In Q4 2022 the FCA reviewed 870 promotions (14% of which involved general insurance and protection), and its intervention resulted in 3,973 amends or withdrawals (from just 42 firms), which compares to just 573 for the whole of 2021. 69% of the 3,973 involved website or social media promotions.
- Retail lending (with 53%), retail investments, and general insurance & protection are the sectors with the highest amend/withdraw outcomes, amounting to just over 80% of FCA interventions with authorised firms.
- Some of the most common breaches involved credit brokers, life insurance providers, and various investment providers.
- In 2022 Q4, the FCA also received 6,374 reports about potential unauthorised businesses.
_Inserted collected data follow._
//! Signup page component
//!
//! Checks the form locally, creates the account, then sends the user to
//! the login page after a short delay.

use leptos::prelude::*;
use leptos::task::spawn_local;
use leptos_meta::Title;
use leptos_router::components::A;
use leptos_router::hooks::use_navigate;

use crate::core::notice::SIGNUP_REDIRECT_MS;
use crate::core::profile::SignupRequest;
use crate::core::session::LOGIN_PATH;
use crate::core::validation::validate_signup;
use crate::ui::api::use_api;
use crate::ui::common::{ErrorMessage, FormField, SuccessMessage};
use crate::ui::notifications::after;

#[component]
pub fn SignupPage() -> impl IntoView {
    let api = use_api();

    let name = RwSignal::new(String::new());
    let email = RwSignal::new(String::new());
    let password = RwSignal::new(String::new());
    let confirm_password = RwSignal::new(String::new());
    let error = RwSignal::new(None::<String>);
    let success = RwSignal::new(None::<String>);
    let submitting = RwSignal::new(false);

    let on_submit = move |ev: leptos::ev::SubmitEvent| {
        ev.prevent_default();
        if submitting.get_untracked() || success.get_untracked().is_some() {
            return;
        }

        let name_val = name.get_untracked().trim().to_string();
        let email_val = email.get_untracked().trim().to_string();
        let password_val = password.get_untracked();
        if let Err(e) = validate_signup(
            &name_val,
            &email_val,
            &password_val,
            &confirm_password.get_untracked(),
        ) {
            error.set(Some(e.to_string()));
            return;
        }

        error.set(None);
        submitting.set(true);
        let navigate = use_navigate();
        spawn_local(async move {
            let request = SignupRequest {
                first_name: name_val,
                email: email_val,
                password: password_val,
            };
            match api.signup(&request).await {
                Ok(()) => {
                    leptos::logging::log!("Account created");
                    success.set(Some("Account created! Redirecting to login...".to_string()));
                    after(SIGNUP_REDIRECT_MS, move || {
                        navigate(LOGIN_PATH, Default::default());
                    });
                }
                Err(e) => error.set(Some(e.user_message("Signup failed"))),
            }
            submitting.set(false);
        });
    };

    let clear_error = Callback::new(move |_| error.set(None));
    let locked = Signal::derive(move || submitting.get() || success.get().is_some());

    view! {
        <Title text="Sign up - BlogGen.ai"/>

        <main class="auth-page">
            <form class="card auth-card space-y-6" on:submit=on_submit>
                <div class="text-center">
                    <h1 class="page-title">"Create your account"</h1>
                    <p class="mt-2 text-theme-secondary">
                        "Start turning videos into articles"
                    </p>
                </div>

                <ErrorMessage error=error/>
                <SuccessMessage message=success/>

                <FormField
                    label="Name"
                    name="first_name"
                    value=name
                    placeholder="Your name"
                    autocomplete="given-name"
                    disabled=locked
                    on_edit=clear_error
                />
                <FormField
                    label="Email"
                    name="email"
                    value=email
                    input_type="email"
                    placeholder="you@example.com"
                    autocomplete="email"
                    disabled=locked
                    on_edit=clear_error
                />
                <FormField
                    label="Password"
                    name="password"
                    value=password
                    input_type="password"
                    placeholder="At least 6 characters"
                    autocomplete="new-password"
                    disabled=locked
                    on_edit=clear_error
                />
                <FormField
                    label="Confirm password"
                    name="confirm_password"
                    value=confirm_password
                    input_type="password"
                    placeholder="Repeat your password"
                    autocomplete="new-password"
                    disabled=locked
                    on_edit=clear_error
                />

                <button type="submit" class="btn-primary w-full" disabled=move || locked.get()>
                    {move || if submitting.get() { "Creating account..." } else { "Sign up" }}
                </button>

                <p class="text-center text-sm text-theme-secondary">
                    "Already have an account? "
                    <A href="/login" attr:class="link">"Log in"</A>
                </p>
            </form>
        </main>
    }
}
//! Domain models and pure logic: article records, export, formatting,
//! session semantics and error taxonomy

pub mod article;
pub mod config;
pub mod confirm;
pub mod error;
pub mod export;
pub mod format;
pub mod notice;
pub mod profile;
pub mod session;
pub mod validation;
#[cfg(test)]
mod tests;

pub use article::{Article, ArticleCard, ArticleDraft, ArticleId, GeneratedArticle};
pub use error::{ApiError, ValidationError};
pub use notice::{Notice, NoticeKind};
pub use profile::Profile;
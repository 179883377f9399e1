//! Common reusable UI components
//!
//! Dialogs, form fields and form messages shared by several pages.

pub mod form;
pub mod message;
pub mod modal;

pub use form::FormField;
pub use message::{ErrorMessage, SuccessMessage};
pub use modal::{BaseModal, ConfirmDialog};
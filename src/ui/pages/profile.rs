//! User profile page component
//!
//! Shows the account, edits the name, changes the password and deletes
//! the account behind a confirmation.

use leptos::prelude::*;
use leptos::task::spawn_local;
use leptos_meta::Title;
use leptos_router::NavigateOptions;
use leptos_router::hooks::use_navigate;

use crate::core::confirm::Confirmation;
use crate::core::error::ApiError;
use crate::core::profile::{PasswordChange, Profile, ProfileUpdate};
use crate::core::session::LOGIN_PATH;
use crate::core::validation::validate_password_change;
use crate::ui::api::use_api;
use crate::ui::common::{ConfirmDialog, FormField};
use crate::ui::icon::{Icon, icons};
use crate::ui::notifications::{NoticeBanner, NoticeSlot};
use crate::ui::pages::dashboard::SessionExpired;
use crate::ui::session::use_session;

#[component]
pub fn ProfilePage() -> impl IntoView {
    let session = use_session();
    let api = use_api();

    let loading = RwSignal::new(true);
    let auth_error = RwSignal::new(false);
    let load_error = RwSignal::new(None::<String>);
    let notices = NoticeSlot::new();

    let first_name = RwSignal::new(String::new());
    let last_name = RwSignal::new(String::new());
    let saving_profile = RwSignal::new(false);

    let old_password = RwSignal::new(String::new());
    let new_password = RwSignal::new(String::new());
    let changing_password = RwSignal::new(false);

    let confirm_delete = RwSignal::new(Confirmation::<()>::new());
    let deleting = RwSignal::new(false);

    let fill_form = move |profile: &Profile| {
        first_name.set(profile.first_name.clone());
        last_name.set(profile.last_name.clone());
    };

    // Fresh copy on every visit
    Effect::new(move |_| {
        spawn_local(async move {
            match api.profile().await {
                Ok(profile) => {
                    fill_form(&profile);
                    session.profile.set(Some(profile));
                }
                Err(ApiError::Unauthorized) => auth_error.set(true),
                Err(e) => load_error.set(Some(e.user_message("Failed to load your profile"))),
            }
            loading.set(false);
        });
    });

    let save_profile = move |ev: leptos::ev::SubmitEvent| {
        ev.prevent_default();
        if saving_profile.get_untracked() {
            return;
        }
        let update = ProfileUpdate {
            first_name: first_name.get_untracked().trim().to_string(),
            last_name: last_name.get_untracked().trim().to_string(),
        };

        saving_profile.set(true);
        spawn_local(async move {
            match api.update_profile(&update).await {
                Ok(()) => {
                    session.profile.update(|p| {
                        if let Some(p) = p {
                            p.first_name = update.first_name.clone();
                            p.last_name = update.last_name.clone();
                        }
                    });
                    notices.success("Profile updated");
                }
                Err(e) => notices.api_error(&e, "Failed to update your profile"),
            }
            saving_profile.set(false);
        });
    };

    let change_password = move |ev: leptos::ev::SubmitEvent| {
        ev.prevent_default();
        if changing_password.get_untracked() {
            return;
        }
        let change = PasswordChange {
            old_password: old_password.get_untracked(),
            new_password: new_password.get_untracked(),
        };
        if let Err(e) = validate_password_change(&change.old_password, &change.new_password) {
            notices.error(e.to_string());
            return;
        }

        changing_password.set(true);
        spawn_local(async move {
            match api.change_password(&change).await {
                Ok(()) => {
                    old_password.set(String::new());
                    new_password.set(String::new());
                    notices.success("Password changed");
                }
                Err(e) => notices.api_error(&e, "Failed to change your password"),
            }
            changing_password.set(false);
        });
    };

    let delete_account = Callback::new(move |_| {
        if !confirm_delete.with_untracked(|c| c.is_open()) {
            return;
        }
        deleting.set(true);
        let navigate = use_navigate();
        spawn_local(async move {
            match api.delete_account().await {
                Ok(()) => {
                    leptos::logging::log!("Account deleted");
                    confirm_delete.update(|c| {
                        c.confirm();
                    });
                    navigate(
                        LOGIN_PATH,
                        NavigateOptions {
                            replace: true,
                            ..Default::default()
                        },
                    );
                }
                Err(e) => {
                    confirm_delete.update(|c| c.cancel());
                    notices.api_error(&e, "Failed to delete your account");
                }
            }
            deleting.set(false);
        });
    });

    view! {
        <Title text="Profile - BlogGen.ai"/>

        <main class="container-narrow space-y-6">
            <h1 class="page-title">"Profile"</h1>
            <NoticeBanner slot=notices/>

            {move || {
                if loading.get() {
                    view! {
                        <div class="page-loading">
                            <Icon name=icons::LOADER class="w-6 h-6 animate-spin"/>
                        </div>
                    }
                    .into_any()
                } else if auth_error.get() {
                    view! { <SessionExpired/> }.into_any()
                } else if let Some(message) = load_error.get() {
                    view! {
                        <div class="empty-state">
                            <Icon name=icons::ALERT_CIRCLE class="w-8 h-8"/>
                            <p>{message}</p>
                        </div>
                    }
                    .into_any()
                } else {
                    view! {
                        <section class="card p-6 flex items-center gap-4">
                            <div class="avatar avatar-lg">
                                {move || session.profile.get().map(|p| p.initials()).unwrap_or_default()}
                            </div>
                            <div>
                                <h2 class="title-lg">
                                    {move || session.profile.get().map(|p| p.display_name()).unwrap_or_default()}
                                </h2>
                                <p class="text-theme-secondary">
                                    {move || session.profile.get().map(|p| p.email).unwrap_or_default()}
                                </p>
                            </div>
                        </section>

                        <form class="card p-6 space-y-4" on:submit=save_profile>
                            <h2 class="title-lg">"Personal information"</h2>
                            <div class="grid gap-4 sm:grid-cols-2">
                                <FormField
                                    label="First name"
                                    name="first_name"
                                    value=first_name
                                    autocomplete="given-name"
                                    disabled=saving_profile
                                />
                                <FormField
                                    label="Last name"
                                    name="last_name"
                                    value=last_name
                                    autocomplete="family-name"
                                    disabled=saving_profile
                                />
                            </div>
                            <div class="flex justify-end">
                                <button type="submit" class="btn-primary" disabled=move || saving_profile.get()>
                                    {move || if saving_profile.get() { "Saving..." } else { "Save changes" }}
                                </button>
                            </div>
                        </form>

                        <form class="card p-6 space-y-4" on:submit=change_password>
                            <h2 class="title-lg">"Change password"</h2>
                            <FormField
                                label="Current password"
                                name="old_password"
                                value=old_password
                                input_type="password"
                                autocomplete="current-password"
                                disabled=changing_password
                            />
                            <FormField
                                label="New password"
                                name="new_password"
                                value=new_password
                                input_type="password"
                                autocomplete="new-password"
                                disabled=changing_password
                            />
                            <div class="flex justify-end">
                                <button type="submit" class="btn-primary" disabled=move || changing_password.get()>
                                    {move || if changing_password.get() { "Updating..." } else { "Update password" }}
                                </button>
                            </div>
                        </form>

                        <section class="card card-danger p-6 space-y-4">
                            <h2 class="title-lg">"Danger zone"</h2>
                            <p class="text-theme-secondary">
                                "Deleting your account removes all of your articles. This cannot be undone."
                            </p>
                            <div class="flex justify-end">
                                <button class="btn-danger" on:click=move |_| confirm_delete.update(|c| c.open(()))>
                                    <Icon name=icons::TRASH class="w-4 h-4"/>
                                    "Delete account"
                                </button>
                            </div>
                        </section>
                    }
                    .into_any()
                }
            }}

            <ConfirmDialog
                title="Delete account".to_string()
                message="Your account and all of your articles will be permanently deleted.".to_string()
                is_open=Signal::derive(move || confirm_delete.with(|c| c.is_open()))
                on_confirm=delete_account
                on_cancel=Callback::new(move |_| {
                    if !deleting.get_untracked() {
                        confirm_delete.update(|c| c.cancel());
                    }
                })
                confirm_text="Delete account".to_string()
                is_destructive=true
                busy=deleting
            />
        </main>
    }
}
The data and commentary in relation to the whole of 2022 is highlighting that the FCA required firms to amend or remove 8,582 promotions during 2022 (14 times more than 2021), and that it has published over 1,800 alerts to help prevent consumers from losing their money to scams. The FCA has made significant improvements to the digital tools it uses to find problem firms and misleading adverts.
The web page in relation to the 2022 data is broken up into the following sections:
- key messages
- examples of the FCA’s work on financial promotions during 2022:
- reducing and preventing serious harm
- setting and testing higher standards
- promoting competition and positive change
- information on how to report a misleading financial advert or potential scam
The FCA expects authorised firms issuing and/or approving financial promotions to take responsibility in making sure all communications of financial promotions are clear, fair, and not misleading and comply with relevant FCA rules. This can also include oversight of appointed representatives, or introducer appointed representatives, and marketing across all media platforms such as websites, paid for Google ads and social media sites. The FCA will continue to intervene against authorised firms that make non-compliant financial promotions (the web page includes examples of FCA interventions).
Under the Consumer Duty, firms will need to demonstrate they are providing consumers with information, to help them make informed decisions about financial products and services.